Collapse_ How Societies Choose to Fail or Succeed - Jared Diamond [148]
Still like Iceland, Viking Greenland was a conservative society resistant to change and sticking to old ways, compared to the society of the Vikings who remained behind in Norway. Over the centuries, there was little change in styles of tools and of carvings. Fishing was abandoned in the earliest years of the colony, and Greenlanders did not reconsider that decision during the four-and-a-half centuries of their society’s existence. They did not learn from the Inuit how to hunt ringed seals or whales, even though that meant not eating locally common foods, and starving as a result. The ultimate reason behind that conservative outlook of the Greenlanders may have been the same as the reason to which my Icelandic friends attribute their own society’s conservatism. That is, even more than the Icelanders, the Greenlanders found themselves in a very difficult environment. While they succeeded in developing an economy that let them survive there for many generations, they found that variations on that economy were much more likely to prove disastrous than advantageous.
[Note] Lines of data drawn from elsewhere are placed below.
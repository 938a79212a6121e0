use crate::auth::jwt::validate_token;
use crate::config::Config;
use crate::error::AppError;
use actix_web::middleware::Next;
use actix_web::{
    Error, HttpMessage, ResponseError,
    body::BoxBody,
    dev::{ServiceRequest, ServiceResponse},
    web::Data,
};

/// Rejects requests without a valid bearer token and stores the verified
/// `Claims` in request extensions.
pub async fn auth_middleware(
    req: ServiceRequest,
    next: Next<BoxBody>,
) -> Result<ServiceResponse<BoxBody>, Error> {
    let config = req
        .app_data::<Data<Config>>()
        .ok_or_else(|| AppError::internal("App config missing"))?
        .clone();

    let header_value = match req.headers().get("Authorization") {
        Some(h) => match h.to_str() {
            Ok(v) => v.to_string(),
            Err(_) => {
                let resp =
                    AppError::unauthenticated("Invalid Authorization header encoding").error_response();
                return Ok(req.into_response(resp));
            }
        },
        None => {
            let resp = AppError::unauthenticated("Missing Authorization header").error_response();
            return Ok(req.into_response(resp));
        }
    };

    let token = match header_value.strip_prefix("Bearer ") {
        Some(t) => t,
        None => {
            let resp = AppError::unauthenticated("Authorization header must start with Bearer")
                .error_response();
            return Ok(req.into_response(resp));
        }
    };

    let claims = match validate_token(token, &config.jwt_secret) {
        Ok(c) => c,
        Err(e) => return Ok(req.into_response(e.error_response())),
    };

    req.extensions_mut().insert(claims);

    next.call(req).await
}
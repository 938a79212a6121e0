use serde::{Deserialize, Serialize};
use utoipa::ToSchema;
use validator::Validate;

use crate::model::{company::Company, role::Role, user::User};

/// Session token payload. Identity is only ever taken from here.
#[derive(Debug, Clone, Serialize, Deserialize, PartialEq)]
pub struct Claims {
    pub user_id: u64,
    pub company_id: u64,
    pub role: Role,
    pub exp: usize,
    pub iat: usize,
    pub jti: String,
}

#[derive(Debug, Deserialize, Validate, ToSchema)]
pub struct SignupRequest {
    #[schema(example = "Acme")]
    pub company_name: String,
    #[schema(example = "Ada Admin")]
    pub admin_name: String,
    #[validate(email(message = "email must be a valid address"))]
    #[schema(example = "ada@acme.io", format = "email")]
    pub email: String,
    #[schema(example = "correct-horse", format = "password")]
    pub password: String,
}

#[derive(Debug, Deserialize, Validate, ToSchema)]
pub struct LoginRequest {
    #[validate(email(message = "email must be a valid address"))]
    #[schema(example = "ada@acme.io", format = "email")]
    pub email: String,
    #[schema(example = "correct-horse", format = "password")]
    pub password: String,
}

#[derive(Debug, Serialize, Deserialize, ToSchema)]
pub struct TokenResponse {
    pub access_token: String,
    #[schema(example = "bearer")]
    pub token_type: String,
    pub role: Role,
}

#[derive(Debug, Deserialize, ToSchema)]
pub struct ChangePasswordRequest {
    #[schema(format = "password")]
    pub current_password: String,
    #[schema(format = "password")]
    pub new_password: String,
}

#[derive(Debug, Serialize, ToSchema)]
pub struct SignupResponse {
    pub company: Company,
    pub admin: User,
}
#[async_trait]
impl ScopedRepository<EmployeeProfile> for MemoryStore {
    async fn find_own(
        &self,
        company_id: u64,
        filter: &EmployeeFilter,
    ) -> Result<Vec<EmployeeProfile>, StoreError> {
        let t = self.lock();
        let rows = t
            .employees
            .iter()
            .rev()
            .filter(|e| employee_matches(e, company_id, filter))
            .cloned()
            .collect();
        Ok(page(rows, filter.paging.as_ref()))
    }

    async fn count_own(&self, company_id: u64, filter: &EmployeeFilter) -> Result<i64, StoreError> {
        let t = self.lock();
        Ok(t.employees
            .iter()
            .filter(|e| employee_matches(e, company_id, filter))
            .count() as i64)
    }

    async fn find_by_id_scoped(
        &self,
        company_id: u64,
        id: u64,
    ) -> Result<EmployeeProfile, StoreError> {
        self.lock()
            .employees
            .iter()
            .find(|e| e.id == id && e.company_id == company_id)
            .cloned()
            .ok_or(StoreError::NotFound)
    }

    async fn create(&self, new: NewEmployee) -> Result<EmployeeProfile, StoreError> {
        let mut t = self.lock();
        t.check_email(&new.account.email)?;
        if t.employees.iter().any(|e| e.employee_code == new.employee_code) {
            return Err(StoreError::Conflict(UniqueKey::EmployeeCode));
        }

        let user = User {
            id: t.next_id(),
            company_id: new.company_id,
            email: new.account.email,
            password_hash: new.account.password_hash,
            full_name: new.account.full_name.clone(),
            role: Role::Employee,
            is_active: true,
        };
        let profile = EmployeeProfile {
            id: t.next_id(),
            user_id: user.id,
            company_id: new.company_id,
            employee_code: new.employee_code,
            full_name: new.account.full_name,
            department: new.department,
            job_title: new.job_title,
            salary: new.salary,
            year_of_joining: new.year_of_joining,
        };
        t.users.push(user);
        t.employees.push(profile.clone());
        Ok(profile)
    }

    async fn update(&self, company_id: u64, entity: &EmployeeProfile) -> Result<(), StoreError> {
        let mut t = self.lock();
        let stored = t
            .employees
            .iter_mut()
            .find(|e| e.id == entity.id && e.company_id == company_id)
            .ok_or(StoreError::NotFound)?;
        stored.full_name = entity.full_name.clone();
        stored.department = entity.department.clone();
        stored.job_title = entity.job_title.clone();
        stored.salary = entity.salary;
        Ok(())
    }
}

#[async_trait]
impl EmployeeRepository for MemoryStore {
    async fn find_by_user(
        &self,
        company_id: u64,
        user_id: u64,
    ) -> Result<Option<EmployeeProfile>, StoreError> {
        Ok(self
            .lock()
            .employees
            .iter()
            .find(|e| e.user_id == user_id && e.company_id == company_id)
            .cloned())
    }
}

fn attendance_matches(t: &Tables, a: &Attendance, company_id: u64, filter: &AttendanceFilter) -> bool {
    t.employee_company(a.employee_id) == Some(company_id)
        && filter.employee_id.is_none_or(|id| a.employee_id == id)
        && filter.date.is_none_or(|d| a.date == d)
}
That was good reason to be conservative.
The remaining adjective that characterizes Greenland Norse society is “Eurocentric.” From Europe, the Greenlanders received material trade goods, but even more important were non-material imports: identities as Christians, and as Europeans. Let us consider first the material trade. What trade items were imported into Greenland, and with what exports did the Greenlanders pay for those imports?
For medieval sailing ships, the voyage to Greenland from Norway took a week or more and was dangerous; annals often mention shipwrecks, or ships that sailed and were never heard from again. Hence the Greenlanders were visited by at most a couple of European ships a year, and sometimes only one every few years. In addition, the capacities of European cargo ships in those days were small. Estimates of the frequency of ship visits, ship capacities, and Greenland’s population let one calculate that imports worked out to about seven pounds of cargo per person per year—on the average. Most Greenlanders received much less than that average, because much of that arriving cargo capacity was devoted to materials for churches and luxuries for the elite. Hence imports could only be valuable items occupying little space. In particular, Greenland had to be self-sufficient in food and could not depend on bulk imports of cereals and other food staples.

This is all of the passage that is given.